Once I added more scenarios, the code got lengthier. In order to support 0 – 4 players correctly, it ended up looking like this:

## Show the correct viewports based on player count
func _update_player_viewports():
    match num_players:
        0:
            %HBTop.visible = false
            %HBBottom.visible = false
        1:
            %HBTop.visible = true
            %HBTop/VPC1.visible = true
            %HBTop/VPC2.visible = false
            %HBBottom.visible = false
        2:
            %HBTop.visible = true
            %HBTop/VPC1.visible = true
            %HBTop/VPC2.visible = true
            %HBBottom.visible = false
        3:
            %HBTop.visible = true
            %HBTop/VPC1.visible = true
            %HBTop/VPC2.visible = true
            %HBBottom.visible = true
            %HBBottom/VPC1.visible = true
            %HBBottom/VPC2.visible = false
        4:
            %HBTop.visible = true
            %HBTop/VPC1.visible = true
            %HBTop/VPC2.visible = true
            %HBBottom.visible = true
            %HBBottom/VPC1.visible = true
            %HBBottom/VPC2.visible = true

If you’re familiar with the match statement syntax, this code is really quite straightforward. It’s a bit naïve verbose, but it is easy to follow and structured enough to be readable. But could it be shorter? The cases for three and four players look nearly identical.

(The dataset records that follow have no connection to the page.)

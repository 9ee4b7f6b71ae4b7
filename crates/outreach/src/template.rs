use tracing::debug;

/// Renders an outreach body template with the candidate's name available as
/// `{{ name }}`. A template that fails to render falls back to the raw
/// template string; a bad template must never abort a send.
pub fn render_body(template: &str, name: &str) -> String {
    let mut context = tera::Context::new();
    context.insert("name", name);

    match tera::Tera::one_off(template, &context, false) {
        Ok(rendered) => rendered,
        Err(error) => {
            debug!(error = %error, "body template render failed; using raw template");
            template.to_owned()
        }
    }
}

#[cfg(test)]
mod tests {
    use super::render_body;

    #[test]
    fn substitutes_the_candidate_name() {
        assert_eq!(
            render_body("Hi {{ name }}, we'd love to invite you.", "Ada"),
            "Hi Ada, we'd love to invite you."
        );
    }

    #[test]
    fn broken_template_falls_back_to_the_raw_string() {
        let broken = "Hi {{ name, we'd love to invite you.";
        assert_eq!(render_body(broken, "Ada"), broken);
    }

    #[test]
    fn template_without_placeholder_passes_through() {
        assert_eq!(render_body("Hello there.", "Ada"), "Hello there.");
    }
}
use axum::http::{header, HeaderMap, StatusCode};
use concierge_core::config::AuthConfig;
use concierge_providers::relay::sign_payload;
use secrecy::{ExposeSecret, SecretString};

pub struct AuthDenied {
    pub status: StatusCode,
    pub reason: String,
}

/// Bearer-token check for mutating endpoints. With no token configured the
/// policy is open, which is the expected shape for a local demo process.
pub fn authorize(auth: &AuthConfig, headers: &HeaderMap, scope: &str) -> Result<(), AuthDenied> {
    let Some(expected) = auth.token.as_ref() else { return Ok(()) };

    let provided = headers
        .get(header::AUTHORIZATION)
        .and_then(|value| value.to_str().ok())
        .and_then(|value| value.strip_prefix("Bearer "));

    match provided {
        Some(token)
            if constant_time_eq(token.as_bytes(), expected.expose_secret().as_bytes()) => {}
        _ => {
            return Err(AuthDenied {
                status: StatusCode::UNAUTHORIZED,
                reason: "missing or invalid bearer token".to_owned(),
            });
        }
    }

    if !auth.scopes.iter().any(|granted| granted == scope) {
        return Err(AuthDenied {
            status: StatusCode::FORBIDDEN,
            reason: format!("token lacks the {scope} scope"),
        });
    }
    Ok(())
}

/// Checks the hex HMAC signature a relay attaches to inbound webhook bodies.
pub fn verify_signature(secret: &SecretString, body: &[u8], provided: &str) -> bool {
    let expected = sign_payload(secret.expose_secret(), body);
    constant_time_eq(expected.as_bytes(), provided.as_bytes())
}

fn constant_time_eq(a: &[u8], b: &[u8]) -> bool {
    if a.len() != b.len() {
        return false;
    }
    a.iter().zip(b).fold(0u8, |acc, (x, y)| acc | (x ^ y)) == 0
}

#[cfg(test)]
mod tests {
    use axum::http::{header, HeaderMap, StatusCode};
    use concierge_core::config::AuthConfig;
    use concierge_providers::relay::sign_payload;
    use secrecy::SecretString;

    use super::{authorize, verify_signature};

    fn policy(token: Option<&str>, scopes: &[&str]) -> AuthConfig {
        AuthConfig {
            token: token.map(|value| SecretString::from(value.to_owned())),
            scopes: scopes.iter().map(|scope| (*scope).to_owned()).collect(),
        }
    }

    fn bearer(token: &str) -> HeaderMap {
        let mut headers = HeaderMap::new();
        headers.insert(
            header::AUTHORIZATION,
            format!("Bearer {token}").parse().expect("header value"),
        );
        headers
    }

    #[test]
    fn open_policy_allows_anonymous_requests() {
        let auth = policy(None, &[]);
        assert!(authorize(&auth, &HeaderMap::new(), "outreach:run").is_ok());
    }

    #[test]
    fn wrong_token_is_unauthorized() {
        let auth = policy(Some("super-secret-token-value"), &["outreach:run"]);
        let denied =
            authorize(&auth, &bearer("not-the-token"), "outreach:run").expect_err("must deny");
        assert_eq!(denied.status, StatusCode::UNAUTHORIZED);
    }

    #[test]
    fn missing_scope_is_forbidden() {
        let auth = policy(Some("super-secret-token-value"), &["candidates:write"]);
        let denied = authorize(&auth, &bearer("super-secret-token-value"), "outreach:run")
            .expect_err("must deny");
        assert_eq!(denied.status, StatusCode::FORBIDDEN);
    }

    #[test]
    fn matching_token_and_scope_pass() {
        let auth = policy(Some("super-secret-token-value"), &["outreach:run"]);
        assert!(authorize(&auth, &bearer("super-secret-token-value"), "outreach:run").is_ok());
    }

    #[test]
    fn signature_verification_rejects_tampered_bodies() {
        let secret = SecretString::from("webhook-secret".to_owned());
        let body = br#"{"refToken":"abc123"}"#;
        let signature = sign_payload("webhook-secret", body);

        assert!(verify_signature(&secret, body, &signature));
        assert!(!verify_signature(&secret, br#"{"refToken":"zzz999"}"#, &signature));
        assert!(!verify_signature(&secret, body, "deadbeef"));
    }
}
use axum::{extract::State, routing::get, Json, Router};
use chrono::Utc;
use serde::Serialize;

use crate::bootstrap::AppState;

#[derive(Clone, Debug, PartialEq, Eq, Serialize)]
pub struct HealthResponse {
    pub ok: bool,
    pub status: &'static str,
    pub mode: &'static str,
    pub checked_at: String,
}

pub fn router(state: AppState) -> Router {
    Router::new().route("/health", get(health)).with_state(state)
}

pub async fn health(State(state): State<AppState>) -> Json<HealthResponse> {
    Json(HealthResponse {
        ok: true,
        status: "ready",
        mode: if state.config.offline() { "simulation" } else { "live" },
        checked_at: Utc::now().to_rfc3339(),
    })
}

#[cfg(test)]
mod tests {
    use axum::extract::State;
    use concierge_core::config::AppConfig;

    use crate::bootstrap::state_for_tests;
    use crate::health::health;

    #[tokio::test]
    async fn health_reports_ready_and_simulation_mode() {
        let state = state_for_tests(AppConfig::default());

        let payload = health(State(state)).await.0;

        assert!(payload.ok);
        assert_eq!(payload.status, "ready");
        assert_eq!(payload.mode, "simulation");
    }
}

Sometimes it can be risky to refactor something verbose for a bit more brevity. Some solutions might end up being “too clever”. I try to aim for clarity first unless there are specific performance demands.

Usually, it’s a matter of how to approach the problem. The code above very clearly divides up the use cases. If I’m dealing with three players, I know I need to look at the 3: block and that I can ignore the other blocks of code. It’s very light in terms of cognitive load.

This code snippet achieves that same behavior, but in only 8 lines of code instead of 30:

## Show the correct viewports based on player count
func _update_player_viewports():
    %HBTop.visible = num_players > 0
    %HBTop/VPC1.visible = num_players > 0
    %HBTop/VPC2.visible = num_players > 1
    %HBBottom.visible = num_players > 2
    %HBBottom/VPC1.visible = num_players > 2
    %HBBottom/VPC2.visible = num_players > 3

But is it as intuitive?

1. The match statement is entirely gone.
2. Each node is updated exactly once (but with a boolean expression instead of a boolean constant; arguably less declarative and needs computation by the reader).
3. The order of nodes is specified so that the visibility is true until it’s false . Example for 2 players:

## Update the viewports to reflect the configured players
func _update_player_viewports():
    %HBTop.visible = num_players > 0
    %HBTop/VPC1.visible = num_players > 0
    %HBTop/VPC2.visible = num_players > 1
    %HBBottom.visible = num_players > 2
    %HBBottom/VPC1.visible = num_players > 2
    %HBBottom/VPC2.visible = num_players > 3

Well, it’s shorter anyway.

One final touch: I want to always show the first viewport, even when there are no players:

## Show the correct viewports based on player count
func _update_player_viewports():
    %HBTop.visible = num_players >= 0
    %HBTop/VPC1.visible = num_players >= 0
    %HBTop/VPC2.visible = num_players > 1
    %HBBottom.visible = num_players > 2
    %HBBottom/VPC1.visible = num_players > 2
    %HBBottom/VPC2.visible = num_players > 3